Aux antipodes de ces artistes lyriques dont la voie semble d’emblée toute tracée, Vannina Santoni aborde ses rôles, plus que des répertoires, avec cette liberté que lui autorise un soprano aux multiples facettes. Après sa première, et toujours unique Traviata au Théâtre des Champs-Élysées, sa Mélisande comme une évidence, à la scène et au disque, sous la baguette de François-Xavier Roth, elle s’empare de l’héroïne d’Iphigénie en Tauride de Gluck, à l’Opéra Orchestre National Montpellier.
« Les grandes figures dramatiques de la Grèce antique m’enthousiasment depuis mes années de collège ; ces souvenirs passionnés de mythologie viennent aujourd’hui nourrir mon interprétation d’Iphigénie. J’ai relu tout ce qui a trait aux Atrides, afin de bien comprendre l’identité de chaque personnage, tout en ayant besoin d’un ancrage géographique. C’est ainsi que j’ai réalisé, en me renseignant sur la Tauride, qu’il s’agissait de l’actuelle Crimée. Le climat est donc plus tempéré qu’en Grèce, ce qui me donne une idée de l’atmosphère de l’œuvre. J’aime, en revanche, ne pas savoir exactement quand l’action se situe, me la figurant de façon intemporelle. Il me semble difficile, en effet, de transposer cet ouvrage dans une histoire moderne, à moins de le faire avec intelligence et finesse.
Le poids de la malédiction familiale que la protagoniste porte en elle amène une dimension implacable, formidablement introduite par la puissance orchestrale de la tempête initiale. Afin que le personnage ne s’effondre pas face à la cruauté des hommes, il va me falloir trouver un héroïsme éloigné de son caractère, tel que je le perçois. Je me sens, en effet, très proche de l’humanité d’Iphigénie, dans son horreur des sacrifices qu’elle a pour mission d’ordonner. C’est ainsi que, pour mieux éprouver le poids qu’elle porte sur ses épaules, je peux m’appuyer sur l’actualité qui nous accable aujourd’hui, nous obligeant à trouver des choses toujours plus belles pour nous en sortir.
Ce répertoire est complètement nouveau pour moi, musicalement comme dramatiquement, et je vais m’efforcer de l’aborder avec simplicité, en me concentrant sur le texte et l’histoire. Le sommet reste pour moi le bouleversant air du second acte, « Ô malheureuse Iphigénie ! », où l’héroïne livre à Oreste la douleur de la perte de ses parents et de la malédiction, au terme d’un échange entre le frère et la sœur où se tisse une relation qui les dépasse tous deux, de l’ordre du mystique.
Le livret de cette tragédie lyrique est merveilleusement mis en musique, la prosodie n’étant jamais un obstacle. Gluck restitue la saveur et l’image des mots, ménageant de saisissants effets de surprise sur des valeurs plus ou moins longues. Les récitatifs me semblaient pourtant tous similaires au départ, mais le travail harmonique m’a aidé à les apprendre et à les différencier, alors que les airs sont plus faciles à retenir, la mélodie suivant les inflexions de la voix.
Mon expérience de Mélisande m’apporte énormément pour la précision du texte et les modulations de la langue.
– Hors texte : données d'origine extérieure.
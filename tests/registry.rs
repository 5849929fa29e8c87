//! Dispatch and enumeration tests for the charset registry.

use std::collections::HashSet;

use charspec::builtin::BUILTIN;
use charspec::{
    ByteWidth, Charset, CharsetId, CharsetSpec, DecodeError, EncodeError, Encoding, LookupError,
    Registry, RegistryError,
};

// =============================================================================
// Test-local charsets
// =============================================================================

/// One byte per character, ASCII repertoire only.
struct SingleByteA;

impl Encoding for SingleByteA {
    const NAME: &'static str = "single-byte-A";
    const WIDTH: ByteWidth = ByteWidth::Single;
    const MAX_CHAR_LEN: usize = 1;

    fn decode_char_at(bytes: &[u8], offset: usize) -> Option<(char, usize)> {
        let b = *bytes.get(offset)?;
        b.is_ascii().then_some((b as char, offset + 1))
    }

    fn try_encode_char(c: char, buf: &mut [u8]) -> Option<usize> {
        buf[0] = u8::try_from(c).ok().filter(u8::is_ascii)?;
        Some(1)
    }
}

/// Two bytes per character: a zero lead byte, then a Latin-1 byte.
struct DoubleByteB;

impl Encoding for DoubleByteB {
    const NAME: &'static str = "double-byte-B";
    const WIDTH: ByteWidth = ByteWidth::Double;
    const MAX_CHAR_LEN: usize = 2;

    fn decode_char_at(bytes: &[u8], offset: usize) -> Option<(char, usize)> {
        match bytes.get(offset..offset + 2)? {
            &[0x00, b] => Some((b as char, offset + 2)),
            _ => None,
        }
    }

    fn try_encode_char(c: char, buf: &mut [u8]) -> Option<usize> {
        buf[0] = 0x00;
        buf[1] = u8::try_from(c).ok()?;
        Some(2)
    }
}

static A: Charset<SingleByteA> = Charset::new(CharsetId::new(1), &["a"]);
static B: Charset<DoubleByteB> = Charset::new(CharsetId::new(2), &["b"]);
static B_AGAIN: Charset<DoubleByteB> = Charset::new(CharsetId::new(1), &[]);

fn two_charsets() -> Registry {
    Registry::new([&A as &dyn CharsetSpec, &B]).unwrap()
}

// =============================================================================
// Concrete scenarios
// =============================================================================

#[test]
fn find_returns_the_matching_spec_or_not_found() {
    let registry = two_charsets();

    let spec = registry.find(CharsetId::new(1)).unwrap();
    assert_eq!(spec.name(), "single-byte-A");
    assert_eq!(spec.width(), ByteWidth::Single);

    let spec = registry.find(CharsetId::new(2)).unwrap();
    assert_eq!(spec.name(), "double-byte-B");
    assert_eq!(spec.width(), ByteWidth::Double);

    assert_eq!(
        registry.find(CharsetId::new(3)).unwrap_err(),
        LookupError::NotFound(CharsetId::new(3))
    );
}

#[test]
fn list_yields_each_entry_once() {
    let listed: Vec<_> = two_charsets().list().collect();
    assert_eq!(
        listed,
        [
            (CharsetId::new(1), "single-byte-A"),
            (CharsetId::new(2), "double-byte-B"),
        ]
    );
}

#[test]
fn truncated_multibyte_sequence_reports_its_offset() {
    let utf8 = charspec::find(CharsetId::UTF_8).unwrap();
    let mut bytes = b"ab".to_vec();
    bytes.extend_from_slice(&"日".as_bytes()[..2]);
    assert_eq!(
        utf8.decode_to_vec(&bytes),
        Err(DecodeError::InvalidSequence { position: 2 })
    );

    let b = two_charsets().find(CharsetId::new(2)).unwrap();
    assert_eq!(
        b.decode_to_vec(&[0x00, b'x', 0x00]),
        Err(DecodeError::InvalidSequence { position: 2 })
    );
}

#[test]
fn unrepresentable_code_point_is_reported() {
    let ascii = charspec::find(CharsetId::US_ASCII).unwrap();
    assert_eq!(
        ascii.encode(['h', 'é'].into_iter()),
        Err(EncodeError::Unrepresentable {
            code_point: 'é',
            index: 1
        })
    );

    let a = two_charsets().find(CharsetId::new(1)).unwrap();
    assert_eq!(
        a.encode("ab\u{FFFD}".chars()).unwrap_err().code_point(),
        '\u{FFFD}'
    );
}

// =============================================================================
// Construction invariants
// =============================================================================

#[test]
fn duplicate_identifier_fails_construction() {
    let err = Registry::new([&A as &dyn CharsetSpec, &B, &B_AGAIN]).unwrap_err();
    assert_eq!(
        err,
        RegistryError::DuplicateIdentifier {
            id: CharsetId::new(1),
            first: "single-byte-A",
            first_index: 0,
            second: "double-byte-B",
            second_index: 2,
        }
    );
}

#[test]
fn empty_list_fails_construction() {
    let specs: Vec<&'static dyn CharsetSpec> = Vec::new();
    assert_eq!(Registry::new(specs).unwrap_err(), RegistryError::Empty);
}

// =============================================================================
// Process-wide registry
// =============================================================================

#[test]
fn every_registered_id_resolves_to_itself() {
    for (id, name) in charspec::list().unwrap() {
        let spec = charspec::find(id).unwrap();
        assert_eq!(spec.id(), id);
        assert_eq!(spec.name(), name);
    }
}

#[test]
fn unregistered_ids_are_not_found() {
    let registered: HashSet<_> = charspec::list().unwrap().map(|(id, _)| id).collect();
    let probes = [
        CharsetId::UNSPECIFIED,
        CharsetId::new(0),
        CharsetId::new(-42),
        CharsetId::new(i32::MIN),
        CharsetId::new(i32::MAX),
    ];
    for id in probes {
        assert!(!registered.contains(&id));
        assert_eq!(charspec::find(id).unwrap_err(), LookupError::NotFound(id));
    }
}

#[test]
fn list_covers_the_builtin_table_without_duplicates() {
    let listed: Vec<_> = charspec::list().unwrap().collect();
    assert_eq!(listed.len(), BUILTIN.len());

    let ids: HashSet<_> = listed.iter().map(|&(id, _)| id).collect();
    assert_eq!(ids.len(), listed.len());

    let expected: Vec<_> = BUILTIN.iter().map(|spec| (spec.id(), spec.name())).collect();
    assert_eq!(listed, expected);
}

#[test]
fn list_is_stable_across_calls() {
    let first: Vec<_> = charspec::list().unwrap().collect();
    let second: Vec<_> = charspec::list().unwrap().collect();
    assert_eq!(first, second);
    assert_eq!(charspec::specs().unwrap().len(), first.len());
}

#[test]
fn builtin_ids_are_stable() {
    let expected = [
        ("US-ASCII", 3),
        ("ISO-8859-1", 4),
        ("UTF-8", 106),
        #[cfg(feature = "codepages")]
        ("ISO-8859-15", 111),
        #[cfg(feature = "codepages")]
        ("windows-1252", 2252),
        #[cfg(feature = "utf16")]
        ("ISO-10646-UCS-2", 1000),
        #[cfg(feature = "utf16")]
        ("UTF-16BE", 1013),
        #[cfg(feature = "utf16")]
        ("UTF-16LE", 1014),
    ];
    for (name, raw) in expected {
        assert_eq!(charspec::find_by_name(name).unwrap().id().get(), raw, "{name}");
    }
}

#[test]
fn find_by_name_accepts_aliases() {
    assert_eq!(
        charspec::find_by_name("csASCII").unwrap().id(),
        CharsetId::US_ASCII
    );
    assert_eq!(charspec::find_by_name("utf8").unwrap().id(), CharsetId::UTF_8);
    assert_eq!(
        charspec::find_by_name("EBCDIC-US").unwrap_err(),
        LookupError::UnknownName("EBCDIC-US".to_string())
    );
}

#[test]
fn concurrent_lookups_see_one_registry() {
    let expected: Vec<_> = charspec::list().unwrap().collect();
    std::thread::scope(|scope| {
        let handles: Vec<_> = (0..8)
            .map(|_| {
                scope.spawn(|| {
                    let registry = charspec::registry::global().unwrap();
                    for &(id, name) in &expected {
                        assert_eq!(charspec::find(id).unwrap().name(), name);
                    }
                    assert!(charspec::find(CharsetId::UNSPECIFIED).is_err());
                    (
                        registry as *const Registry as usize,
                        charspec::list().unwrap().collect::<Vec<_>>(),
                    )
                })
            })
            .collect();

        let results: Vec<_> = handles.into_iter().map(|h| h.join().unwrap()).collect();
        for (addr, listed) in &results {
            assert_eq!(*addr, results[0].0);
            assert_eq!(listed, &expected);
        }
    });
}

#[test]
fn transcode_between_registered_charsets() {
    assert_eq!(
        charspec::transcode("€".as_bytes(), CharsetId::UTF_8, CharsetId::ISO_8859_1),
        Err(charspec::TranscodeError::Encode(
            EncodeError::Unrepresentable {
                code_point: '€',
                index: 0
            }
        ))
    );

    #[cfg(feature = "codepages")]
    assert_eq!(
        charspec::transcode("€".as_bytes(), CharsetId::UTF_8, CharsetId::WINDOWS_1252),
        Ok(vec![0x80])
    );
}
Chaque rôle me donnant quelque chose d’unique et me permettant d’avancer, celui d’Iphigénie pourrait, par son aura, me conduire vers Norma. L’enjeu est ici de parvenir à retranscrire l’émotion dans une ligne vocale qui m’est inhabituelle, en partant de ce qui est écrit sans en rajouter. En effet, cet opéra ne demande pas de pyrotechnies vocales, comme on est incité à en faire en Traviata ou en Juliette de Gounod : c’est avant tout du théâtre chanté. »
Propos recueillis par CHRISTOPHE GERVOT
À voir :
Iphigénie en Tauride de Christophe Willibald Gluck, avec Vannina Santoni (Iphigénie), Jean-Sébastien Bou (Oreste), Valentin Thill (Pylade), Armando Noguera (Thoas) et Louis Foor (Diane), sous la direction de Pierre Dumoussaud, et dans une mise en scène de Rafael R. Villalobos, à l’Opéra Orchestre National Montpellier, du 19 au 23 avril 2023.